Stored data entries:

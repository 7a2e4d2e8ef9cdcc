/// Application services
///
/// Services sit between the HTTP layer and storage. They validate input,
/// enforce owner scoping and translate storage failures into their own error
/// enums; only the API crate turns those into status codes.
///
/// - `tasks`: [`tasks::TaskService`], owner-scoped task operations
/// - `users`: [`users::UserDirectory`], registration and credential checks

pub mod tasks;
pub mod users;
//! Common test utilities for integration tests
//!
//! - A router over the in-memory store with a fixed test configuration
//! - Request builders and a `send` helper that decodes the envelope
//! - Helpers to register users and create tasks through the API

#![allow(dead_code)]

use std::collections::HashMap;
use std::sync::Arc;

use axum::body::Body;
use axum::http::{header, HeaderMap, Method, Request, StatusCode};
use serde_json::{json, Value};
use todo_api::app::{build_router, AppState};
use todo_api::config::Config;
use todo_shared::store::memory::MemoryStore;
use tower::Service as _;
use uuid::Uuid;

pub const TEST_SECRET: &str = "test-secret-key-at-least-32-bytes-long";
pub const TEST_PASSWORD: &str = "secret123";

/// Test context holding a fresh router and its configuration
pub struct TestContext {
    pub app: axum::Router,
    pub config: Config,
}

/// A registered user and their access token
#[derive(Debug, Clone)]
pub struct TestUser {
    pub id: Uuid,
    pub email: String,
    pub token: String,
}

impl TestUser {
    pub fn auth_header(&self) -> String {
        format!("Bearer {}", self.token)
    }

    pub fn tasks_uri(&self) -> String {
        format!("/api/{}/tasks", self.id)
    }

    pub fn task_uri(&self, task_id: &str) -> String {
        format!("/api/{}/tasks/{}", self.id, task_id)
    }
}

/// Decoded response
#[derive(Debug)]
pub struct TestResponse {
    pub status: StatusCode,
    pub headers: HeaderMap,
    pub body: Value,
}

impl TestResponse {
    /// `data` field of the envelope
    pub fn data(&self) -> &Value {
        &self.body["data"]
    }

    /// `error.code` field of the envelope
    pub fn error_code(&self) -> &str {
        self.body["error"]["code"].as_str().unwrap_or_default()
    }
}

impl TestContext {
    /// Creates a context over an empty in-memory store
    pub fn new() -> Self {
        Self::with_vars(&[])
    }

    /// Creates a context with extra configuration variables
    pub fn with_vars(extra: &[(&str, &str)]) -> Self {
        let mut vars: HashMap<String, String> = HashMap::from([
            ("JWT_SECRET".to_string(), TEST_SECRET.to_string()),
            ("STORAGE_BACKEND".to_string(), "memory".to_string()),
        ]);
        for (key, value) in extra {
            vars.insert(key.to_string(), value.to_string());
        }

        let config = Config::from_lookup(|key| vars.get(key).cloned()).unwrap();
        let state = AppState::new(Arc::new(MemoryStore::new()), config.clone());

        TestContext {
            app: build_router(state),
            config,
        }
    }

    /// Sends a request through the router and decodes the body
    pub async fn send(&self, request: Request<Body>) -> TestResponse {
        let response = self.app.clone().call(request).await.unwrap();

        let status = response.status();
        let headers = response.headers().clone();
        let bytes = axum::body::to_bytes(response.into_body(), usize::MAX)
            .await
            .unwrap();
        let body = if bytes.is_empty() {
            Value::Null
        } else {
            serde_json::from_slice(&bytes).unwrap_or_else(|_| {
                panic!("Non-JSON body ({}): {}", status, String::from_utf8_lossy(&bytes))
            })
        };

        TestResponse {
            status,
            headers,
            body,
        }
    }

    /// Registers a user and resolves their id through `/api/auth/me`
    pub async fn register(&self, email: &str) -> TestUser {
        let response = self
            .send(json_request(
                Method::POST,
                "/api/auth/register",
                None,
                json!({"email": email, "password": TEST_PASSWORD}),
            ))
            .await;
        assert_eq!(response.status, StatusCode::CREATED, "{:?}", response.body);

        let token = response.data()["access_token"].as_str().unwrap().to_string();
        let me = self
            .send(request(Method::GET, "/api/auth/me", Some(&token)))
            .await;
        assert_eq!(me.status, StatusCode::OK, "{:?}", me.body);

        TestUser {
            id: me.data()["id"].as_str().unwrap().parse().unwrap(),
            email: email.to_string(),
            token,
        }
    }

    /// Creates a task through the API and returns its JSON
    pub async fn create_task(&self, user: &TestUser, title: &str) -> Value {
        let response = self
            .send(json_request(
                Method::POST,
                &user.tasks_uri(),
                Some(&user.token),
                json!({"title": title}),
            ))
            .await;
        assert_eq!(response.status, StatusCode::CREATED, "{:?}", response.body);
        response.data().clone()
    }
}

/// Request without a body
pub fn request(method: Method, uri: &str, token: Option<&str>) -> Request<Body> {
    let mut builder = Request::builder().method(method).uri(uri);
    if let Some(token) = token {
        builder = builder.header(header::AUTHORIZATION, format!("Bearer {}", token));
    }
    builder.body(Body::empty()).unwrap()
}

/// Request with a JSON body
pub fn json_request(method: Method, uri: &str, token: Option<&str>, body: Value) -> Request<Body> {
    raw_json_request(method, uri, token, &body.to_string())
}

/// Request with a raw (possibly malformed) JSON body
pub fn raw_json_request(method: Method, uri: &str, token: Option<&str>, body: &str) -> Request<Body> {
    let mut builder = Request::builder()
        .method(method)
        .uri(uri)
        .header(header::CONTENT_TYPE, "application/json");
    if let Some(token) = token {
        builder = builder.header(header::AUTHORIZATION, format!("Bearer {}", token));
    }
    builder.body(Body::from(body.to_string())).unwrap()
}

/// Unique email for a test run
pub fn unique_email(prefix: &str) -> String {
    format!("{}-{}@example.com", prefix, Uuid::new_v4())
}
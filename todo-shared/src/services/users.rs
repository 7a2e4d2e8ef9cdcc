/// User registration and credential checks
///
/// Password hashing and verification are CPU-bound, so both run on tokio's
/// blocking pool via `spawn_blocking`.
///
/// # Example
///
/// ```
/// use std::sync::Arc;
/// use todo_shared::services::users::{UserDirectory, UserError};
/// use todo_shared::store::memory::MemoryStore;
///
/// # async fn example() -> Result<(), UserError> {
/// let users = UserDirectory::new(Arc::new(MemoryStore::new()));
///
/// let alice = users.register("alice@example.com", "secret123").await?;
/// let found = users.authenticate("alice@example.com", "secret123").await?;
/// assert_eq!(found.map(|u| u.id), Some(alice.id));
///
/// assert!(users.authenticate("alice@example.com", "wrong").await?.is_none());
/// assert!(matches!(
///     users.register("alice@example.com", "another-pass").await,
///     Err(UserError::Conflict)
/// ));
/// # Ok(())
/// # }
/// ```

use std::sync::{Arc, OnceLock};

use tokio::task::{spawn_blocking, JoinError};
use uuid::Uuid;

use crate::auth::password::{hash_password, verify_password, PasswordError};
use crate::models::user::{CreateUser, User};
use crate::store::{StoreError, UserStore};

/// Error type for user directory operations
#[derive(Debug, thiserror::Error)]
pub enum UserError {
    /// Email is already registered
    #[error("Email already registered")]
    Conflict,

    #[error(transparent)]
    Password(#[from] PasswordError),

    #[error(transparent)]
    Store(StoreError),

    /// The blocking hash task panicked or was cancelled
    #[error("Password task failed: {0}")]
    Join(#[from] JoinError),
}

impl From<StoreError> for UserError {
    fn from(err: StoreError) -> Self {
        match err {
            StoreError::Conflict => UserError::Conflict,
            other => UserError::Store(other),
        }
    }
}

/// Hash checked against when the email is unknown, so that a failed login
/// costs one Argon2 verification whether or not the account exists
fn unknown_user_hash() -> Option<&'static str> {
    static HASH: OnceLock<Option<String>> = OnceLock::new();
    HASH.get_or_init(|| hash_password("unknown-user-placeholder").ok())
        .as_deref()
}

/// Registered users, backed by any [`UserStore`]
#[derive(Clone)]
pub struct UserDirectory {
    store: Arc<dyn UserStore>,
}

impl std::fmt::Debug for UserDirectory {
    fn fmt(&self, f: &mut std::fmt::Formatter<'_>) -> std::fmt::Result {
        f.debug_struct("UserDirectory").finish_non_exhaustive()
    }
}

impl UserDirectory {
    pub fn new(store: Arc<dyn UserStore>) -> Self {
        Self { store }
    }

    /// Registers a new user
    ///
    /// The email is stored exactly as given. A concurrent registration that
    /// slips past the existence check still fails with `Conflict` through the
    /// store's uniqueness guarantee.
    ///
    /// # Errors
    ///
    /// - `UserError::Conflict` if the email is taken
    /// - `UserError::Password` / `UserError::Join` if hashing fails
    pub async fn register(&self, email: &str, password: &str) -> Result<User, UserError> {
        if self.store.find_user_by_email(email).await?.is_some() {
            tracing::debug!("Registration rejected: email already registered");
            return Err(UserError::Conflict);
        }

        let password = password.to_owned();
        let password_hash = spawn_blocking(move || hash_password(&password)).await??;

        let user = self
            .store
            .insert_user(CreateUser {
                email: email.to_owned(),
                password_hash,
            })
            .await?;

        tracing::info!(user_id = %user.id, "User registered");
        Ok(user)
    }

    /// Checks an email/password pair
    ///
    /// Returns `None` for an unknown email and for a wrong password alike.
    /// Both cases run one password verification.
    pub async fn authenticate(&self, email: &str, password: &str) -> Result<Option<User>, UserError> {
        let Some(user) = self.store.find_user_by_email(email).await? else {
            let password = password.to_owned();
            spawn_blocking(move || {
                if let Some(hash) = unknown_user_hash() {
                    verify_password(&password, hash);
                }
            })
            .await?;

            tracing::warn!("Login failed: unknown email");
            return Ok(None);
        };

        let password = password.to_owned();
        let hash = user.password_hash.clone();
        let valid = spawn_blocking(move || verify_password(&password, &hash)).await?;

        if !valid {
            tracing::warn!(user_id = %user.id, "Login failed: wrong password");
            return Ok(None);
        }

        tracing::info!(user_id = %user.id, "User authenticated");
        Ok(Some(user))
    }

    pub async fn find_by_id(&self, id: Uuid) -> Result<Option<User>, UserError> {
        Ok(self.store.find_user_by_id(id).await?)
    }
}
/// Task model and input validation
///
/// # Schema
///
/// ```sql
/// CREATE TABLE tasks (
///     id UUID PRIMARY KEY,
///     title VARCHAR(255) NOT NULL,
///     description TEXT,
///     is_completed BOOLEAN NOT NULL DEFAULT FALSE,
///     owner_id UUID NOT NULL REFERENCES users(id) ON DELETE CASCADE,
///     created_at TIMESTAMPTZ NOT NULL DEFAULT NOW(),
///     updated_at TIMESTAMPTZ NOT NULL DEFAULT NOW()
/// );
/// ```
///
/// Inputs arrive as [`CreateTask`] / [`UpdateTask`] and are turned into the
/// validated [`NewTask`] / [`TaskChanges`] before any store sees them.
///
/// # Example
///
/// ```
/// use todo_shared::models::task::{CreateTask, NewTask};
///
/// let new_task = NewTask::try_from(CreateTask {
///     title: "  Buy milk  ".to_string(),
///     description: None,
/// })
/// .unwrap();
/// assert_eq!(new_task.title, "Buy milk");
///
/// let blank = NewTask::try_from(CreateTask { title: "   ".to_string(), description: None });
/// assert!(blank.is_err());
/// ```

use chrono::{DateTime, Utc};
use serde::{Deserialize, Deserializer, Serialize};
use uuid::Uuid;

/// Maximum title length in characters (after trimming)
pub const MAX_TITLE_LEN: usize = 255;

/// Maximum description length in characters
pub const MAX_DESCRIPTION_LEN: usize = 5000;

/// Task owned by exactly one user
#[derive(Debug, Clone, PartialEq, Serialize, Deserialize, sqlx::FromRow)]
pub struct Task {
    /// Unique task ID (UUID v4)
    pub id: Uuid,

    /// Trimmed, non-empty title
    pub title: String,

    /// Optional free-form description
    pub description: Option<String>,

    /// Completion flag
    pub is_completed: bool,

    /// Owning user; fixed at creation
    pub owner_id: Uuid,

    pub created_at: DateTime<Utc>,

    /// Refreshed on every mutation, including toggles
    pub updated_at: DateTime<Utc>,
}

/// Request body for creating a task
#[derive(Debug, Clone, Deserialize)]
pub struct CreateTask {
    pub title: String,

    #[serde(default)]
    pub description: Option<String>,
}

/// Request body for a partial update
///
/// Absent fields keep their current value. For `description`, an explicit
/// `null` clears it.
#[derive(Debug, Clone, Default, Deserialize)]
pub struct UpdateTask {
    #[serde(default)]
    pub title: Option<String>,

    #[serde(default, deserialize_with = "double_option")]
    pub description: Option<Option<String>>,

    #[serde(default)]
    pub is_completed: Option<bool>,
}

/// Validation failure on a single field
#[derive(Debug, Clone, PartialEq, Eq, Serialize, Deserialize)]
pub struct FieldError {
    /// Field that failed validation
    pub field: String,

    /// Human-readable reason
    pub message: String,
}

impl FieldError {
    pub fn new(field: impl Into<String>, message: impl Into<String>) -> Self {
        Self {
            field: field.into(),
            message: message.into(),
        }
    }
}

/// Validated task ready for insertion
#[derive(Debug, Clone, PartialEq, Eq)]
pub struct NewTask {
    pub title: String,
    pub description: Option<String>,
}

/// Validated partial update
#[derive(Debug, Clone, Default, PartialEq, Eq)]
pub struct TaskChanges {
    pub title: Option<String>,
    pub description: Option<Option<String>>,
    pub is_completed: Option<bool>,
}

impl TryFrom<CreateTask> for NewTask {
    type Error = Vec<FieldError>;

    fn try_from(input: CreateTask) -> Result<Self, Self::Error> {
        let mut errors = Vec::new();

        let title = validate_title(&input.title).map_err(|e| errors.push(e)).ok();
        if let Some(description) = input.description.as_deref() {
            if let Err(e) = validate_description(description) {
                errors.push(e);
            }
        }

        match title {
            Some(title) if errors.is_empty() => Ok(Self {
                title,
                description: input.description,
            }),
            _ => Err(errors),
        }
    }
}

impl TryFrom<UpdateTask> for TaskChanges {
    type Error = Vec<FieldError>;

    fn try_from(input: UpdateTask) -> Result<Self, Self::Error> {
        let mut errors = Vec::new();

        let title = match input.title.as_deref() {
            Some(raw) => validate_title(raw).map_err(|e| errors.push(e)).ok(),
            None => None,
        };
        if let Some(Some(description)) = &input.description {
            if let Err(e) = validate_description(description) {
                errors.push(e);
            }
        }

        if !errors.is_empty() {
            return Err(errors);
        }

        Ok(Self {
            title,
            description: input.description,
            is_completed: input.is_completed,
        })
    }
}

impl TaskChanges {
    /// Applies the changes to a task in place (without touching timestamps)
    pub fn apply_to(&self, task: &mut Task) {
        if let Some(title) = &self.title {
            task.title = title.clone();
        }
        if let Some(description) = &self.description {
            task.description = description.clone();
        }
        if let Some(is_completed) = self.is_completed {
            task.is_completed = is_completed;
        }
    }
}

/// Trims and checks a title
///
/// Length is measured in characters after trimming.
pub fn validate_title(raw: &str) -> Result<String, FieldError> {
    let title = raw.trim();

    if title.is_empty() {
        return Err(FieldError::new("title", "Title cannot be empty"));
    }

    let len = title.chars().count();
    if len > MAX_TITLE_LEN {
        return Err(FieldError::new(
            "title",
            format!("Title must be at most {} characters ({} provided)", MAX_TITLE_LEN, len),
        ));
    }

    Ok(title.to_string())
}

/// Checks a description's length
pub fn validate_description(description: &str) -> Result<(), FieldError> {
    let len = description.chars().count();
    if len > MAX_DESCRIPTION_LEN {
        return Err(FieldError::new(
            "description",
            format!(
                "Description must be at most {} characters ({} provided)",
                MAX_DESCRIPTION_LEN, len
            ),
        ));
    }

    Ok(())
}

/// Distinguishes an explicit `null` from an absent field
fn double_option<'de, D, T>(deserializer: D) -> Result<Option<Option<T>>, D::Error>
where
    D: Deserializer<'de>,
    T: Deserialize<'de>,
{
    Option::<T>::deserialize(deserializer).map(Some)
}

:: WHAT IS BEING ASKED ::
Only lines of the data holding the word "Maximum" go in the answer. Please copy each of them.

:: WORKED SOLUTION ::
/// Maximum title length in characters (after trimming)
/// Maximum description length in characters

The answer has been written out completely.